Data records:
*** Block opens ***

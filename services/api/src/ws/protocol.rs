//! Defines the Twilio Media Streams message protocol between Twilio and the API server.

use serde::{Deserialize, Serialize};

/// Messages sent from Twilio to the server.
#[derive(Deserialize, Debug, Clone, PartialEq)]
#[serde(tag = "event", rename_all = "lowercase")]
pub enum TwilioMessage {
    /// The WebSocket is open; always the first message.
    Connected {
        #[serde(default)]
        protocol: Option<String>,
    },
    /// Stream metadata. Sent once, before any media.
    Start {
        #[serde(rename = "streamSid")]
        stream_sid: String,
        start: StreamStart,
    },
    /// A chunk of caller audio.
    Media { media: InboundMedia },
    /// Playback of a previously sent `mark` has reached that point.
    Mark { mark: MarkLabel },
    /// The stream has ended (caller hung up or the call moved on).
    Stop,
    #[serde(other)]
    Other,
}

#[derive(Deserialize, Debug, Clone, PartialEq)]
#[serde(rename_all = "camelCase")]
pub struct StreamStart {
    pub call_sid: String,
    #[serde(default)]
    pub account_sid: Option<String>,
    #[serde(default)]
    pub media_format: Option<MediaFormat>,
}

#[derive(Deserialize, Debug, Clone, PartialEq)]
#[serde(rename_all = "camelCase")]
pub struct MediaFormat {
    pub encoding: String,
    pub sample_rate: u32,
    pub channels: u16,
}

#[derive(Deserialize, Debug, Clone, PartialEq)]
pub struct InboundMedia {
    /// Base64 encoded 8 kHz mu-law audio.
    pub payload: String,
    #[serde(default)]
    pub track: Option<String>,
}

#[derive(Serialize, Deserialize, Debug, Clone, PartialEq)]
pub struct MarkLabel {
    pub name: String,
}

/// Messages sent from the server to Twilio.
#[derive(Serialize, Debug, Clone, PartialEq)]
#[serde(tag = "event", rename_all = "lowercase")]
pub enum ServerMessage {
    /// Audio to play to the caller.
    Media {
        #[serde(rename = "streamSid")]
        stream_sid: String,
        media: OutboundMedia,
    },
    /// Asks Twilio to echo `name` back once all preceding media has played.
    Mark {
        #[serde(rename = "streamSid")]
        stream_sid: String,
        mark: MarkLabel,
    },
}

#[derive(Serialize, Debug, Clone, PartialEq)]
pub struct OutboundMedia {
    /// Base64 encoded 8 kHz mu-law audio.
    pub payload: String,
}
//! Recent Menu Bar Component
//!
//! Shortcuts to the most recently visited second-level menus.

use leptos::prelude::*;
use portal_nav::MenuItem;
use crate::menu_handler::use_menu_handler;
use crate::store::{use_app_store, AppStateStoreFields};

#[component]
pub fn RecentMenuBar() -> impl IntoView {
    let store = use_app_store();
    let handler = use_menu_handler();
    let recent = Memo::new(move |_| store.menu().with(|m| m.recent().to_vec()));

    view! {
        <Show when=move || !recent.get().is_empty()>
            <div class="recent-menu-bar">
                <span class="recent-menu-title">"Recent"</span>
                <For
                    each=move || recent.get()
                    key=|item| item.id.clone()
                    children=move |item: MenuItem| {
                        let label = item.label.clone();
                        view! {
                            <button
                                class="recent-menu-chip"
                                on:click=move |_| { handler.click_recent(&item); }
                            >
                                {label}
                            </button>
                        }
                    }
                />
            </div>
        </Show>
    }
}
//! Recent-Menu Persistence
//!
//! Capped, most-recent-first list of visited leaf items, written through to
//! session storage as a JSON array.

use crate::model::MenuItem;
use crate::storage::KeyValueStore;

#[derive(Debug, Clone)]
pub struct RecentMenu<S> {
    storage: S,
    key: String,
    limit: usize,
    /// In-memory copy for rendering; `update_recent_list` never trusts it
    items: Vec<MenuItem>,
}

impl<S: KeyValueStore> RecentMenu<S> {
    pub fn new(storage: S, key: impl Into<String>, limit: usize) -> Self {
        let mut recent = Self {
            storage,
            key: key.into(),
            limit,
            items: Vec::new(),
        };
        recent.items = recent.get();
        recent
    }

    /// In-memory list
    pub fn items(&self) -> &[MenuItem] {
        &self.items
    }

    /// Stored list; absent or unparsable values read as empty
    pub fn get(&self) -> Vec<MenuItem> {
        self.storage
            .get_item(&self.key)
            .and_then(|raw| serde_json::from_str(&raw).ok())
            .unwrap_or_default()
    }

    /// Overwrite storage and memory
    pub fn set(&mut self, list: Vec<MenuItem>) {
        match serde_json::to_string(&list) {
            Ok(raw) => {
                if let Err(e) = self.storage.set_item(&self.key, &raw) {
                    log::warn!("[recent] failed to persist {} items: {}", list.len(), e);
                }
            }
            Err(e) => log::warn!("[recent] failed to encode list: {}", e),
        }
        self.items = list;
    }

    pub fn reset(&mut self) {
        self.storage.remove_item(&self.key);
        self.items.clear();
    }

    /// Prepend `item` unless its id is already stored; returns whether the list changed
    pub fn update_recent_list(&mut self, item: &MenuItem) -> bool {
        let mut stored = self.get();
        if stored.iter().any(|existing| existing.id == item.id) {
            return false;
        }

        stored.insert(0, item.clone());
        stored.truncate(self.limit);
        self.set(stored);
        true
    }

    /// Seed with the first available leaf when nothing is stored yet
    pub fn seed_if_empty(&mut self, tree: &[MenuItem]) -> bool {
        if !self.get().is_empty() {
            return false;
        }
        let Some(leaf) = tree.iter().find_map(|item| item.first_child()) else {
            return false;
        };
        self.set(vec![leaf.clone()]);
        true
    }
}

#[cfg(test)]
mod tests {
    use super::*;
    use crate::model::fixtures::{leaf, sample_tree};
    use crate::storage::MemoryStore;

    const KEY: &str = "recentMenu";

    fn recent() -> (MemoryStore, RecentMenu<MemoryStore>) {
        let storage = MemoryStore::new();
        let recent = RecentMenu::new(storage.clone(), KEY, 5);
        (storage, recent)
    }

    fn ids(list: &[MenuItem]) -> Vec<&str> {
        list.iter().map(|i| i.id.as_str()).collect()
    }

    #[test]
    fn test_newest_first_and_capped() {
        let (_, mut recent) = recent();
        for n in 0..8 {
            recent.update_recent_list(&leaf(&format!("m{}", n), "p", "*"));
        }
        assert_eq!(ids(recent.items()), vec!["m7", "m6", "m5", "m4", "m3"]);
        assert_eq!(recent.get(), recent.items());
    }

    #[test]
    fn test_duplicate_is_noop() {
        let (_, mut recent) = recent();
        assert!(recent.update_recent_list(&leaf("a", "a", "*")));
        assert!(recent.update_recent_list(&leaf("b", "b", "*")));
        assert!(!recent.update_recent_list(&leaf("a", "a", "*")));
        assert_eq!(ids(recent.items()), vec!["b", "a"]);
    }

    #[test]
    fn test_dedup_uses_fresh_storage() {
        let (storage, mut recent) = recent();
        recent.update_recent_list(&leaf("a", "a", "*"));
        // Another instance on the same session clears the list
        storage.remove_item(KEY);
        assert!(recent.update_recent_list(&leaf("a", "a", "*")));
        assert_eq!(ids(&recent.get()), vec!["a"]);
    }

    #[test]
    fn test_corrupt_value_reads_empty() {
        let (storage, mut recent) = recent();
        storage.set_item(KEY, "{not json").unwrap();
        assert!(recent.get().is_empty());
        assert!(recent.update_recent_list(&leaf("a", "a", "*")));
        assert_eq!(ids(&recent.get()), vec!["a"]);
    }

    #[test]
    fn test_loads_existing_on_new() {
        let (storage, mut recent) = recent();
        recent.update_recent_list(&leaf("a", "a", "*"));
        let reopened = RecentMenu::new(storage, KEY, 5);
        assert_eq!(ids(reopened.items()), vec!["a"]);
    }

    #[test]
    fn test_seed_and_reset() {
        let (storage, mut recent) = recent();
        assert!(recent.seed_if_empty(&sample_tree()));
        assert_eq!(ids(recent.items()), vec!["dash"]);
        assert!(!recent.seed_if_empty(&sample_tree()));

        recent.reset();
        assert!(recent.items().is_empty());
        assert!(storage.get_item(KEY).is_none());
        recent.reset();
        assert!(recent.get().is_empty());
    }

    #[test]
    fn test_seed_skips_when_no_leaf() {
        let (_, mut recent) = recent();
        assert!(!recent.seed_if_empty(&[leaf("solo", "solo", "*")]));
        assert!(!recent.seed_if_empty(&[]));
    }
}
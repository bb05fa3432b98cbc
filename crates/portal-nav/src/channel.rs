//! External Reset Channel
//!
//! Pub/sub seam for "forget session state" notifications coming from outside
//! the navigation core: a same-tab logout signal, or another tab clearing the
//! access token.

use std::cell::RefCell;
use std::rc::Rc;

#[derive(Debug, Clone, Copy, PartialEq, Eq)]
pub enum ResetSignal {
    /// Same-tab logout
    Logout,
    /// Access token removed in another context
    TokenCleared,
}

/// Storage change notification (`key == None` means the whole store was cleared)
#[derive(Debug, Clone, Default, PartialEq, Eq)]
pub struct StorageChange {
    pub key: Option<String>,
    pub new_value: Option<String>,
}

impl StorageChange {
    /// True when this change removed `key`
    pub fn clears(&self, key: &str) -> bool {
        self.new_value.is_none() && self.key.as_deref().map_or(true, |k| k == key)
    }
}

pub type ResetCallback = Box<dyn Fn(ResetSignal)>;

type Subscriber = Rc<dyn Fn(ResetSignal)>;

pub trait ExternalResetChannel {
    fn on_external_reset(&self, callback: ResetCallback);
}

/// In-process channel for non-browser hosts
#[derive(Clone, Default)]
pub struct LocalResetChannel {
    subscribers: Rc<RefCell<Vec<Subscriber>>>,
}

impl LocalResetChannel {
    pub fn new() -> Self {
        Self::default()
    }

    /// Subscribers added while publishing hear the next signal, not this one
    pub fn publish(&self, signal: ResetSignal) {
        let snapshot: Vec<Subscriber> = self.subscribers.borrow().clone();
        for callback in snapshot {
            callback(signal);
        }
    }

    /// Forward a storage change; publishes `TokenCleared` when it removed `token_key`
    pub fn publish_storage_change(&self, change: &StorageChange, token_key: &str) -> bool {
        if !change.clears(token_key) {
            return false;
        }
        self.publish(ResetSignal::TokenCleared);
        true
    }
}

impl ExternalResetChannel for LocalResetChannel {
    fn on_external_reset(&self, callback: ResetCallback) {
        self.subscribers.borrow_mut().push(Rc::from(callback));
    }
}
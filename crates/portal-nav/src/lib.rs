//! Portal Navigation Core
//!
//! Menu resolution and access control for the portal console, independent of
//! any UI framework:
//! - model: menu tree, active selection, permission set
//! - resolve / filter: pure functions over the tree
//! - recent / storage: session-persisted recent-menu list
//! - store: state container with the fetch lifecycle
//! - dispatch: click handling against a host (browser, shell, test)
//! - channel: external reset notifications (logout, token removal)
//! - query: query strings for paged list endpoints

pub mod api;
pub mod channel;
pub mod config;
pub mod dispatch;
pub mod error;
pub mod filter;
pub mod model;
pub mod query;
pub mod recent;
pub mod resolve;
pub mod storage;
pub mod store;

pub use api::{MenuApi, MenuCheckArgs};
pub use channel::{ExternalResetChannel, LocalResetChannel, ResetCallback, ResetSignal, StorageChange};
pub use config::NavConfig;
pub use dispatch::{ClickOutcome, DetachedTask, Dispatcher, NavigationHost, TaskSpawner};
pub use error::{NavError, NavResult};
pub use filter::{filter_menu, has_permission};
pub use model::{ActiveSelection, MenuItem, PermissionSet};
pub use query::{build_query_string, Page, PageQuery};
pub use recent::RecentMenu;
pub use resolve::{find_parent, path_segments, resolve_active, target_path};
pub use storage::{KeyValueStore, MemoryStore};
pub use store::{LoadState, MenuStore};
//! Active-Path Resolver
//!
//! Maps the current URL onto the menu tree.

use crate::model::{ActiveSelection, MenuItem};

/// Non-empty `/`-separated segments of a path, query and fragment stripped
pub fn path_segments(path: &str) -> Vec<&str> {
    let path = path.split(['?', '#']).next().unwrap_or_default();
    path.split('/').filter(|s| !s.is_empty()).collect()
}

/// Resolve the active top-level / second-level pair for `path`
///
/// Segment 1 selects the top-level item, segment 2 the child inside it.
/// An unmatched top-level segment falls back to the first top-level item and
/// its first child; an unmatched child falls back to the parent's first child.
pub fn resolve_active(tree: &[MenuItem], path: &str) -> ActiveSelection {
    let Some(first) = tree.first() else {
        return ActiveSelection::empty();
    };

    let segments = path_segments(path);
    let matched = segments
        .first()
        .and_then(|seg| tree.iter().find(|item| item.path == *seg));

    let Some(menu) = matched else {
        return ActiveSelection::new(first.clone(), first.first_child().cloned());
    };

    let sub_menu = segments
        .get(1)
        .and_then(|seg| menu.children.iter().find(|child| child.path == *seg))
        .or_else(|| menu.first_child())
        .cloned();

    ActiveSelection::new(menu.clone(), sub_menu)
}

/// Top-level item owning the child with `id`
pub fn find_parent<'a>(tree: &'a [MenuItem], id: &str) -> Option<&'a MenuItem> {
    tree.iter().find(|item| item.children.iter().any(|child| child.id == id))
}

/// Route for a click: `/<parent>/<child>`, or `/<parent>` when the child path is empty
pub fn target_path(parent: &MenuItem, item: &MenuItem) -> String {
    if item.path.is_empty() {
        format!("/{}", parent.path)
    } else {
        format!("/{}/{}", parent.path, item.path)
    }
}

#[cfg(test)]
mod tests {
    use super::*;
    use crate::model::fixtures::{leaf, parent, sample_tree};

    fn ids(sel: &ActiveSelection) -> (&str, Option<&str>) {
        (sel.menu.id.as_str(), sel.sub_menu.as_ref().map(|s| s.id.as_str()))
    }

    #[test]
    fn test_segments() {
        assert_eq!(path_segments("//home/dashboard/?tab=1"), vec!["home", "dashboard"]);
        assert!(path_segments("/").is_empty());
    }

    #[test]
    fn test_exact_pair() {
        let tree = sample_tree();
        assert_eq!(ids(&resolve_active(&tree, "/home/stats")), ("home", Some("stats")));
        assert_eq!(ids(&resolve_active(&tree, "/agent/builder/42")), ("agent", Some("builder")));
    }

    #[test]
    fn test_unknown_top_level_falls_back_to_first() {
        let tree = sample_tree();
        assert_eq!(ids(&resolve_active(&tree, "/nowhere/builder")), ("home", Some("dash")));
        assert_eq!(ids(&resolve_active(&tree, "/")), ("home", Some("dash")));
    }

    #[test]
    fn test_unknown_child_falls_back_to_first_child() {
        let tree = sample_tree();
        assert_eq!(ids(&resolve_active(&tree, "/home/missing")), ("home", Some("dash")));
    }

    #[test]
    fn test_childless_parent() {
        let tree = sample_tree();
        assert_eq!(ids(&resolve_active(&tree, "/admin")), ("admin", None));
    }

    #[test]
    fn test_empty_tree_gives_sentinel() {
        assert!(resolve_active(&[], "/home/dashboard").is_empty());
    }

    #[test]
    fn test_find_parent_and_target() {
        let tree = sample_tree();
        let owner = find_parent(&tree, "builder").unwrap();
        assert_eq!(owner.id, "agent");
        assert_eq!(target_path(owner, &owner.children[0]), "/agent/builder");
        assert!(find_parent(&tree, "home").is_none());

        let index = parent("docs", "docs", "*", vec![leaf("root", "", "*")]);
        assert_eq!(target_path(&index, &index.children[0]), "/docs");
    }
}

*** Block closes ***

# WORK TO BE COMPLETED:
After locating the line with "return ActiveSelection::empty();" above, return that line and every later line through the one with "fn ids(sel: &ActiveSelection)", word for word and with nothing else.

# ANSWER TO THIS PROBLEM:
        return ActiveSelection::empty();
    };

    let segments = path_segments(path);
    let matched = segments
        .first()
        .and_then(|seg| tree.iter().find(|item| item.path == *seg));

    let Some(menu) = matched else {
        return ActiveSelection::new(first.clone(), first.first_child().cloned());
    };

    let sub_menu = segments
        .get(1)
        .and_then(|seg| menu.children.iter().find(|child| child.path == *seg))
        .or_else(|| menu.first_child())
        .cloned();

    ActiveSelection::new(menu.clone(), sub_menu)
}

/// Top-level item owning the child with `id`
pub fn find_parent<'a>(tree: &'a [MenuItem], id: &str) -> Option<&'a MenuItem> {
    tree.iter().find(|item| item.children.iter().any(|child| child.id == id))
}

/// Route for a click: `/<parent>/<child>`, or `/<parent>` when the child path is empty
pub fn target_path(parent: &MenuItem, item: &MenuItem) -> String {
    if item.path.is_empty() {
        format!("/{}", parent.path)
    } else {
        format!("/{}/{}", parent.path, item.path)
    }
}

#[cfg(test)]
mod tests {
    use super::*;
    use crate::model::fixtures::{leaf, parent, sample_tree};

    fn ids(sel: &ActiveSelection) -> (&str, Option<&str>) {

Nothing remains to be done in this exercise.